== EXERCISE INPUT ==

use std::{collections::HashMap, hash::Hash};

/// Groups already keyed pairs. Values under one key keep the order in which
/// they were yielded.
pub fn index<K: Hash + Eq, V, I>(items: I) -> HashMap<K, Vec<V>>
    where I: IntoIterator<Item = (K, V)> {
    use itertools::Itertools;

    items.into_iter().into_group_map()
}

#[cfg(test)]
mod tests {
    use crate::iterable::index;

    #[test]
    fn test_index() {
        let items = vec![("a", 1), ("b", 2), ("a", 3)];
        let ix = index(items);
        assert_eq!(ix.len(), 2);
        assert_eq!(ix["a"], vec![1, 3]);
        assert_eq!(ix["b"], vec![2]);
    }

    #[test]
    fn test_index_keeps_encounter_order() {
        let items = vec![(1, "z"), (2, "y"), (1, "a"), (1, "m")];
        let ix = index(items);
        assert_eq!(ix[&1], vec!["z", "a", "m"]);
    }

    #[test]
    fn test_index_empty() {
        let ix = index(Vec::<(u8, u8)>::new());
        assert!(ix.is_empty());
    }
}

== TASK DIRECTIONS ==
Each line in the listing where the word "items" is found is to be copied.

== ANSWER TO THIS PROBLEM ==
pub fn index<K: Hash + Eq, V, I>(items: I) -> HashMap<K, Vec<V>>
    items.into_iter().into_group_map()
        let items = vec![("a", 1), ("b", 2), ("a", 3)];
        let ix = index(items);
        let items = vec![(1, "z"), (2, "y"), (1, "a"), (1, "m")];
        let ix = index(items);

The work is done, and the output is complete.